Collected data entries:
Content starts

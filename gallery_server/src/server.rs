//! Session coordinator.
//!
//! The coordinator is a relay, not an authority: each inbound peer state
//! message is forwarded to every other connected viewer with the
//! sender's session id attached. It keeps no scene and no history; a
//! late joiner simply starts hearing fresh snapshots.
//!
//! Peers that drop are removed from the roster silently; the wire
//! contract has no departure message, so clients keep their last-seen
//! avatars.

use std::{
    collections::HashMap,
    net::{IpAddr, Ipv4Addr, SocketAddr},
    time::Duration,
};

use anyhow::Context;
use gallery_shared::{
    config::GalleryConfig,
    net::{ConnReader, ConnWriter, GalleryMsg, PeerId, PeerUpdate, ReliableConn, ReliableListener, PROTOCOL_VERSION},
};
use tokio::sync::mpsc;
use tracing::{debug, info};

/// Inbound traffic funneled from per-peer reader tasks.
enum Inbound {
    State(PeerId, PeerUpdate),
    Closed(PeerId),
}

/// Relay server for one gallery session.
pub struct RelayServer {
    pub cfg: GalleryConfig,

    listener: ReliableListener,
    peers: HashMap<PeerId, ConnWriter>,

    inbound_tx: mpsc::Sender<Inbound>,
    inbound_rx: mpsc::Receiver<Inbound>,

    /// Channel for console commands from stdin.
    console_rx: Option<mpsc::Receiver<String>>,
}

impl RelayServer {
    /// Binds the coordinator with the given config.
    pub async fn new(cfg: GalleryConfig) -> anyhow::Result<Self> {
        let addr: SocketAddr = cfg.server_addr.parse().context("parse server_addr")?;
        let listener = ReliableListener::bind(addr).await?;
        let (inbound_tx, inbound_rx) = mpsc::channel(1024);

        Ok(Self {
            cfg,
            listener,
            peers: HashMap::new(),
            inbound_tx,
            inbound_rx,
            console_rx: None,
        })
    }

    /// Sets the console input receiver.
    pub fn set_console_input(&mut self, rx: mpsc::Receiver<String>) {
        self.console_rx = Some(rx);
    }

    /// Returns the local address (after binding).
    pub fn local_addr(&self) -> anyhow::Result<SocketAddr> {
        self.listener.local_addr()
    }

    pub fn peer_count(&self) -> usize {
        self.peers.len()
    }

    /// Accepts one viewer with timeout (non-blocking).
    pub async fn try_accept(&mut self, timeout: Duration) -> anyhow::Result<Option<PeerId>> {
        match tokio::time::timeout(timeout, self.listener.accept()).await {
            Ok(Ok((conn, peer))) => self.handle_new_connection(conn, peer).await.map(Some),
            Ok(Err(e)) => Err(e),
            Err(_) => Ok(None), // Timeout
        }
    }

    async fn handle_new_connection(
        &mut self,
        mut conn: ReliableConn,
        peer: SocketAddr,
    ) -> anyhow::Result<PeerId> {
        let msg = conn.recv().await?;
        match msg {
            GalleryMsg::Hello { protocol } if protocol == PROTOCOL_VERSION => {
                let id = PeerId::new_unique();
                conn.send(&GalleryMsg::Welcome { peer_id: id }).await?;

                let (reader, writer) = conn.into_split();
                self.peers.insert(id, writer);
                tokio::spawn(read_loop(id, reader, self.inbound_tx.clone()));

                info!(peer_id = ?id, %peer, "Viewer connected");
                Ok(id)
            }
            other => anyhow::bail!("unexpected handshake msg: {other:?}"),
        }
    }

    /// Executes one coordinator step: console, then inbound fan-out.
    pub async fn step(&mut self) -> anyhow::Result<()> {
        self.process_console_commands()?;

        while let Ok(event) = self.inbound_rx.try_recv() {
            match event {
                Inbound::State(from, update) => {
                    self.fan_out(from, update.position).await;
                }
                Inbound::Closed(id) => {
                    if self.peers.remove(&id).is_some() {
                        info!(peer_id = ?id, "Viewer disconnected");
                    }
                }
            }
        }
        Ok(())
    }

    /// Forwards a position snapshot to every peer except the sender,
    /// with the sender's authoritative id attached. Peers whose link
    /// fails mid-write are dropped from the roster.
    async fn fan_out(&mut self, from: PeerId, position: gallery_shared::math::Vec3) {
        let msg = GalleryMsg::PeerState(PeerUpdate {
            peer_id: from,
            position,
        });

        let mut dead = Vec::new();
        for (&id, writer) in self.peers.iter_mut() {
            if id == from {
                continue;
            }
            if let Err(e) = writer.send(&msg).await {
                debug!(peer_id = ?id, error = %e, "Dropping unreachable viewer");
                dead.push(id);
            }
        }
        for id in dead {
            self.peers.remove(&id);
        }
    }

    fn process_console_commands(&mut self) -> anyhow::Result<()> {
        // Collect lines first to avoid borrow conflict
        let lines: Vec<String> = if let Some(ref mut rx) = self.console_rx {
            let mut collected = Vec::new();
            while let Ok(line) = rx.try_recv() {
                collected.push(line);
            }
            collected
        } else {
            Vec::new()
        };

        for line in lines {
            for out in self.exec_console(&line)? {
                println!("{out}");
            }
        }
        Ok(())
    }

    /// Executes a console command.
    pub fn exec_console(&mut self, line: &str) -> anyhow::Result<Vec<String>> {
        let tokens: Vec<&str> = line.split_whitespace().collect();
        if tokens.is_empty() {
            return Ok(Vec::new());
        }

        match tokens[0] {
            "status" => {
                let mut out = Vec::new();
                out.push(format!("Listening: {}", self.cfg.server_addr));
                out.push(format!("Viewers: {}", self.peers.len()));
                for id in self.peers.keys() {
                    out.push(format!("  {id:?}"));
                }
                Ok(out)
            }
            "quit" | "exit" => {
                info!("Coordinator shutting down");
                std::process::exit(0);
            }
            other => Ok(vec![format!("Unknown command: {other}")]),
        }
    }

    /// Runs the coordinator for a number of maintenance ticks.
    pub async fn run_for_ticks(&mut self, ticks: u32) -> anyhow::Result<()> {
        for _ in 0..ticks {
            self.try_accept(Duration::from_millis(1)).await?;
            self.step().await?;
            tokio::time::sleep(Duration::from_millis(5)).await;
        }
        Ok(())
    }
}

/// Per-peer reader: forwards state inbound, reports closure once the
/// connection dies or says goodbye.
async fn read_loop(id: PeerId, mut reader: ConnReader, tx: mpsc::Sender<Inbound>) {
    loop {
        match reader.recv().await {
            Ok(GalleryMsg::PeerState(update)) => {
                if tx.send(Inbound::State(id, update)).await.is_err() {
                    return;
                }
            }
            Ok(GalleryMsg::Disconnect { reason }) => {
                debug!(peer_id = ?id, reason = %reason, "Viewer said goodbye");
                let _ = tx.send(Inbound::Closed(id)).await;
                return;
            }
            Ok(other) => {
                debug!(peer_id = ?id, ?other, "Unexpected message");
            }
            Err(e) => {
                debug!(peer_id = ?id, error = %e, "Viewer link closed");
                let _ = tx.send(Inbound::Closed(id)).await;
                return;
            }
        }
    }
}

/// Helper for tests: bind to an ephemeral port.
pub async fn bind_ephemeral() -> anyhow::Result<(RelayServer, GalleryConfig)> {
    let cfg = GalleryConfig {
        server_addr: format!("{}:{}", IpAddr::V4(Ipv4Addr::LOCALHOST), 0),
        ..Default::default()
    };

    let mut server = RelayServer::new(cfg).await?;
    let addr = server.local_addr()?;
    server.cfg.server_addr = addr.to_string();
    let cfg = server.cfg.clone();

    Ok((server, cfg))
}

#[cfg(test)]
mod tests {
    use super::*;

    #[tokio::test]
    async fn rejects_wrong_protocol() -> anyhow::Result<()> {
        let (mut server, cfg) = bind_ephemeral().await?;

        let handle = tokio::spawn(async move {
            let stream = tokio::net::TcpStream::connect(cfg.server_addr).await?;
            let mut conn = ReliableConn::new(stream);
            conn.send(&GalleryMsg::Hello { protocol: 999 }).await?;
            Ok::<_, anyhow::Error>(())
        });

        let res = server.try_accept(Duration::from_millis(500)).await;
        assert!(res.is_err());
        assert_eq!(server.peer_count(), 0);
        handle.await??;
        Ok(())
    }

    #[tokio::test]
    async fn unknown_console_command_reports() -> anyhow::Result<()> {
        let (mut server, _cfg) = bind_ephemeral().await?;
        let out = server.exec_console("frobnicate")?;
        assert_eq!(out, vec!["Unknown command: frobnicate".to_string()]);
        Ok(())
    }
}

Content ends

### EXERCISE OBJECTIVE
Search the data for the word "ticks" and copy each line where it appears.

### RESPONSE TO THIS EXERCISE
    /// Runs the coordinator for a number of maintenance ticks.
    pub async fn run_for_ticks(&mut self, ticks: u32) -> anyhow::Result<()> {
        for _ in 0..ticks {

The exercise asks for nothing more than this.